> Task details
Using the data below, tally the lines that include the string "None". Only the number is wanted.

> Records for this exercise
++++

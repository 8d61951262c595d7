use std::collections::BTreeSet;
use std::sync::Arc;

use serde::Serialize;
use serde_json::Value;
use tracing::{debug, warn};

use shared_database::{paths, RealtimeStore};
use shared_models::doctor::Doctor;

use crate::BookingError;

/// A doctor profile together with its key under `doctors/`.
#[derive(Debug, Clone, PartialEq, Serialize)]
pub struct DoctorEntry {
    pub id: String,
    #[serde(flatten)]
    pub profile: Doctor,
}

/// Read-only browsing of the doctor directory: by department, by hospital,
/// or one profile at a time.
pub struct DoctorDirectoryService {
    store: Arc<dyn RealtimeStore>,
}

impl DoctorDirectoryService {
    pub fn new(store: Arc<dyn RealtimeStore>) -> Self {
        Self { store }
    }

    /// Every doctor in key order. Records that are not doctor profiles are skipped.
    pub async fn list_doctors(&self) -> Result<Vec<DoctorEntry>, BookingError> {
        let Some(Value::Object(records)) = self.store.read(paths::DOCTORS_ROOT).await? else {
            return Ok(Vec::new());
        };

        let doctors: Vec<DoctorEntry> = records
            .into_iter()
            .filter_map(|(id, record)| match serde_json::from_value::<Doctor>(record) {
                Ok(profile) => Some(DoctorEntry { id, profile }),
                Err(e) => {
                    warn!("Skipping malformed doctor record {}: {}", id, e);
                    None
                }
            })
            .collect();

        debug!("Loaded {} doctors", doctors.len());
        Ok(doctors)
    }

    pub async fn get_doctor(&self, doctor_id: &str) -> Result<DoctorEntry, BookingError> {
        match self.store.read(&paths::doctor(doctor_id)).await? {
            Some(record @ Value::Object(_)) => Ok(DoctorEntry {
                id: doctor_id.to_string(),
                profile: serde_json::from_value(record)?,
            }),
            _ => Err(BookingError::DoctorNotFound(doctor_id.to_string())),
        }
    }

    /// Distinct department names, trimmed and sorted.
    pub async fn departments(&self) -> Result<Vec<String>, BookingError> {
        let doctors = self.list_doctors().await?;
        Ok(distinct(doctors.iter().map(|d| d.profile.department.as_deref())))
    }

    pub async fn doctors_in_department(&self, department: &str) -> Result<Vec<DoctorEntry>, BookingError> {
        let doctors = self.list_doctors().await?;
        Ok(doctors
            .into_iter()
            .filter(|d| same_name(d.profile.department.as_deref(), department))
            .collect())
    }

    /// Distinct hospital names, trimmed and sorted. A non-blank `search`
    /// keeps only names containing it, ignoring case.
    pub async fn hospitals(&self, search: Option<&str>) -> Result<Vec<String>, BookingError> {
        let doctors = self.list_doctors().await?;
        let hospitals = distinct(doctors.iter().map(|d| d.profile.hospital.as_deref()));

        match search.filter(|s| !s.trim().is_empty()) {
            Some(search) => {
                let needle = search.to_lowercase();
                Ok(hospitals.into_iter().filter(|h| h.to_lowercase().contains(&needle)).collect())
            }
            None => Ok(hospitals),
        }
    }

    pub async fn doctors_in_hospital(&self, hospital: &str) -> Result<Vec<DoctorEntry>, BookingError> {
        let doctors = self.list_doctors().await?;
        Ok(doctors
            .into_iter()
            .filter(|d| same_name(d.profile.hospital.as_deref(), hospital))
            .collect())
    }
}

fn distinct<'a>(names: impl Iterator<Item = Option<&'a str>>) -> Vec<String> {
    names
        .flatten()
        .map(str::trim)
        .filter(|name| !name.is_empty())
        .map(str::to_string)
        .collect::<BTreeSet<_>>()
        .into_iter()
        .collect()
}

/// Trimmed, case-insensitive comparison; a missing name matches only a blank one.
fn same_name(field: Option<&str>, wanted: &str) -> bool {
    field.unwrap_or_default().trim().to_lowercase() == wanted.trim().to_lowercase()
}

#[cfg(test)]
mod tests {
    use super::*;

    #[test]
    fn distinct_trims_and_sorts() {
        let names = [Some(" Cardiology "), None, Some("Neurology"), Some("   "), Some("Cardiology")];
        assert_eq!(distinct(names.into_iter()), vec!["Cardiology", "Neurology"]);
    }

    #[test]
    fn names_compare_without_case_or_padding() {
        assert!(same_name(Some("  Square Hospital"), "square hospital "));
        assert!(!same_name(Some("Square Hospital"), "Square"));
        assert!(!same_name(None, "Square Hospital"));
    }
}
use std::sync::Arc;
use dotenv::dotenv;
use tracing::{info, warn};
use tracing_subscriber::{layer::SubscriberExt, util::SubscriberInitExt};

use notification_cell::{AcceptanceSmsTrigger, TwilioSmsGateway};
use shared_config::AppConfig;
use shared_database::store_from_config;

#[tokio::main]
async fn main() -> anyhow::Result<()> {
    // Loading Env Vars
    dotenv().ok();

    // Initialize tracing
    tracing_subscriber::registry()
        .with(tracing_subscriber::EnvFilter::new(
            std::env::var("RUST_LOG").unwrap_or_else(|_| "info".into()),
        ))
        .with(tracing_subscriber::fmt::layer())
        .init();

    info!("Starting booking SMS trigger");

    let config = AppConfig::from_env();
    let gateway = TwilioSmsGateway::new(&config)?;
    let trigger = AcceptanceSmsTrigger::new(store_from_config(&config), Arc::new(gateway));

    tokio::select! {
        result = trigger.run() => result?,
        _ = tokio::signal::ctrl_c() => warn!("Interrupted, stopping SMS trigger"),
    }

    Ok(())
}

++++

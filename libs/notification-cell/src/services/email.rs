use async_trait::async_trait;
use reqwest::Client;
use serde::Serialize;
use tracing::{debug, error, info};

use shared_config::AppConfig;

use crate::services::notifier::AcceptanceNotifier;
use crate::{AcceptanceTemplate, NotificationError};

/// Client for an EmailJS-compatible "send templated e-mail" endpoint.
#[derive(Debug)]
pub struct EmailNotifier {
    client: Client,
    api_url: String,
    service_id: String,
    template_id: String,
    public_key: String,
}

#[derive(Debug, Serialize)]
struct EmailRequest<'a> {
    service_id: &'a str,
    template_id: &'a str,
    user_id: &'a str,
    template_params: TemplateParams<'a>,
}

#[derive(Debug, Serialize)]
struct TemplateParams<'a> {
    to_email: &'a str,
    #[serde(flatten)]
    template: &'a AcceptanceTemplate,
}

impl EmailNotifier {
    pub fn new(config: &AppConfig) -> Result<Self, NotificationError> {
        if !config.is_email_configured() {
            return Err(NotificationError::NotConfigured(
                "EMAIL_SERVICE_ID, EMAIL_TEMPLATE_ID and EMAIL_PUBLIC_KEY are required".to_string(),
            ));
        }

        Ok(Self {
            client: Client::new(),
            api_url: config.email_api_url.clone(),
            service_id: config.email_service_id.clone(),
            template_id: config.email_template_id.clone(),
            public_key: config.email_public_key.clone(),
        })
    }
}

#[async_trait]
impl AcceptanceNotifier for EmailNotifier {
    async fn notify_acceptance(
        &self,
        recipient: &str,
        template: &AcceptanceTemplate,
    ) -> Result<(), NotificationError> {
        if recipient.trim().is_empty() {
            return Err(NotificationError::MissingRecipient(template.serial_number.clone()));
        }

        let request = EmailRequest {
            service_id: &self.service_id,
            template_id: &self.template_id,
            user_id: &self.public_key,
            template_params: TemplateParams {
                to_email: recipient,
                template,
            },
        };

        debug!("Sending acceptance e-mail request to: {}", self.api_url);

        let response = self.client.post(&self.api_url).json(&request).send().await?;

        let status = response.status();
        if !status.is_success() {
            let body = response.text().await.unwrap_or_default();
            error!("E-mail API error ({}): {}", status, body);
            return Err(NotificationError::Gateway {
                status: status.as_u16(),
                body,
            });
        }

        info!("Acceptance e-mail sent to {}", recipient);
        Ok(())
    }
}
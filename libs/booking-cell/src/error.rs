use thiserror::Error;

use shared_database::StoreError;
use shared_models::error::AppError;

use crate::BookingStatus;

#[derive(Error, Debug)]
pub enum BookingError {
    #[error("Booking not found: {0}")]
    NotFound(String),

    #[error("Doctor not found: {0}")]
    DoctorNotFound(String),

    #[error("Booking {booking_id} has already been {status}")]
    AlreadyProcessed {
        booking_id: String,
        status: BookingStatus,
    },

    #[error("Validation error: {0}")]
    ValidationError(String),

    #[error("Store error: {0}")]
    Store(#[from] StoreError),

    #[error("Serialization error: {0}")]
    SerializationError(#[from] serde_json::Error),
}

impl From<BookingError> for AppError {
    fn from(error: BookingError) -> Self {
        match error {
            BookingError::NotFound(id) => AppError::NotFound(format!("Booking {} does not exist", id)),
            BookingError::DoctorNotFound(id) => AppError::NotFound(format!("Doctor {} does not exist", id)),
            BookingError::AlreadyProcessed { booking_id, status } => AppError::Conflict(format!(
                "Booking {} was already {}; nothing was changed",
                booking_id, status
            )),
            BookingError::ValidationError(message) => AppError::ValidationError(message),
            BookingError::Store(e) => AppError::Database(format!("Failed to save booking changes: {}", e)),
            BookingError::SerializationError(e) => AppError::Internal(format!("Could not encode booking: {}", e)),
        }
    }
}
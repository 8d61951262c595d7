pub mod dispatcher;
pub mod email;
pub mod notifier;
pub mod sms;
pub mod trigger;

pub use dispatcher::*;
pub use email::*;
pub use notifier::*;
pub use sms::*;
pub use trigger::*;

++++

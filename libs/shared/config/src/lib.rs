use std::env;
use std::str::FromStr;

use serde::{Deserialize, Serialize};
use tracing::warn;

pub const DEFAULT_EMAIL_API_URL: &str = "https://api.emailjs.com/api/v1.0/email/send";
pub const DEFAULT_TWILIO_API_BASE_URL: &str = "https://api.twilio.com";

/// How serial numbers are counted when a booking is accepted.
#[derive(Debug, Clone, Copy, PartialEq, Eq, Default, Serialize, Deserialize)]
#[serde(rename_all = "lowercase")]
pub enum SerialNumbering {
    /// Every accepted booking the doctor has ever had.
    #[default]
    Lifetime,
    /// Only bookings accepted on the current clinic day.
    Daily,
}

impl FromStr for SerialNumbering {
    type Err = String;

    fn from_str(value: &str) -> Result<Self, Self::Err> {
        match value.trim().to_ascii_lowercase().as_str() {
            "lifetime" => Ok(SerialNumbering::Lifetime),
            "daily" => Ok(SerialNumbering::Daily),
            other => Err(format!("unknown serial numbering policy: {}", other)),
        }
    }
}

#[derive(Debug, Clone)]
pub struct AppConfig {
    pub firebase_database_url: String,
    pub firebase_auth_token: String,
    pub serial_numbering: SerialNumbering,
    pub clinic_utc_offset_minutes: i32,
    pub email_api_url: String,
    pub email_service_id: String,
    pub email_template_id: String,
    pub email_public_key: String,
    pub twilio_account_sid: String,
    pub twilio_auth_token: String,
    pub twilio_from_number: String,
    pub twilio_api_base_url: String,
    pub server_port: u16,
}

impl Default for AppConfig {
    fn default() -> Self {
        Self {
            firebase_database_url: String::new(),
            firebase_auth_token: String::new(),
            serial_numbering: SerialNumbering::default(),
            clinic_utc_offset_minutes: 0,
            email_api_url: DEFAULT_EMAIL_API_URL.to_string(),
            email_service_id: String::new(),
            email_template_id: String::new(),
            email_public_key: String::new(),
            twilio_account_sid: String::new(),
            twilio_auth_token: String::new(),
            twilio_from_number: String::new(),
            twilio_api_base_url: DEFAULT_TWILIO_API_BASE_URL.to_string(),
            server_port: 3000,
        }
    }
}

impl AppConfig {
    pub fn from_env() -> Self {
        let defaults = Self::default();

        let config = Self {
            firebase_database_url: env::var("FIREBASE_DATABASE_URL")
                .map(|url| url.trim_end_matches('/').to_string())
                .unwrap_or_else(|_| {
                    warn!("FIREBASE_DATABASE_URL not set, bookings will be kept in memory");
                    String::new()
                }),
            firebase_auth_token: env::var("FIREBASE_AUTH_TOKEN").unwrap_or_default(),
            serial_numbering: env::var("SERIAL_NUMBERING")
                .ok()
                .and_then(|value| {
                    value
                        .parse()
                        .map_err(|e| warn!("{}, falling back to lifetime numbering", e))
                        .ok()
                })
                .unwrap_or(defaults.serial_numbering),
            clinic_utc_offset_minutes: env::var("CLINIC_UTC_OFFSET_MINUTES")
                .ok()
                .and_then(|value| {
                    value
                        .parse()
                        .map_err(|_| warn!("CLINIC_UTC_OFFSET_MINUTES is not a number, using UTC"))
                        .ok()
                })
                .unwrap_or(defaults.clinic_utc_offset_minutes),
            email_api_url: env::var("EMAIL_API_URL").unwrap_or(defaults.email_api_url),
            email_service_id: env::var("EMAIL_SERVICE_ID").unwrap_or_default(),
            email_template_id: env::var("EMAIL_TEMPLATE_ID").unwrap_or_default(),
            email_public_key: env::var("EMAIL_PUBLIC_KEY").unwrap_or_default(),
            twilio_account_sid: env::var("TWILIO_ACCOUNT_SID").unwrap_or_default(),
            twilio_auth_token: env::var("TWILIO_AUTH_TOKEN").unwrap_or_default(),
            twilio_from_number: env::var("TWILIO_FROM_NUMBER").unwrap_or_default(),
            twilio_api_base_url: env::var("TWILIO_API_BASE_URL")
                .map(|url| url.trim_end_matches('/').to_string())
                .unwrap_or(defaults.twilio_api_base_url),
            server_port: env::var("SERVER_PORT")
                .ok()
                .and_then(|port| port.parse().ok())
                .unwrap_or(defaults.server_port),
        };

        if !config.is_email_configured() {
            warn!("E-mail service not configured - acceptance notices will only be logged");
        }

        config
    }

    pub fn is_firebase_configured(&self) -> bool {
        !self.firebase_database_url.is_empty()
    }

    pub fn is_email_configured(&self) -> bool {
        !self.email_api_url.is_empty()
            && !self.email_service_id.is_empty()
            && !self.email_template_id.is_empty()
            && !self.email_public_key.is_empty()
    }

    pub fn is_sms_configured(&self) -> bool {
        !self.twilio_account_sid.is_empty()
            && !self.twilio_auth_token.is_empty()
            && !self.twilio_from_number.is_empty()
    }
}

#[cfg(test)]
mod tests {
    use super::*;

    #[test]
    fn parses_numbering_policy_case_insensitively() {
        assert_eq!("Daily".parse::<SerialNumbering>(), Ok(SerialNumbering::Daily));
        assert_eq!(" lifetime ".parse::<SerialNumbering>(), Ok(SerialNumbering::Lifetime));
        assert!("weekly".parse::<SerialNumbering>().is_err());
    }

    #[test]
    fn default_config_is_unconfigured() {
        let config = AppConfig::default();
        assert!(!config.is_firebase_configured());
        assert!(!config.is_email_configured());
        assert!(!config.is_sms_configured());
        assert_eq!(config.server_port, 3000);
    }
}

++++

> Written response
4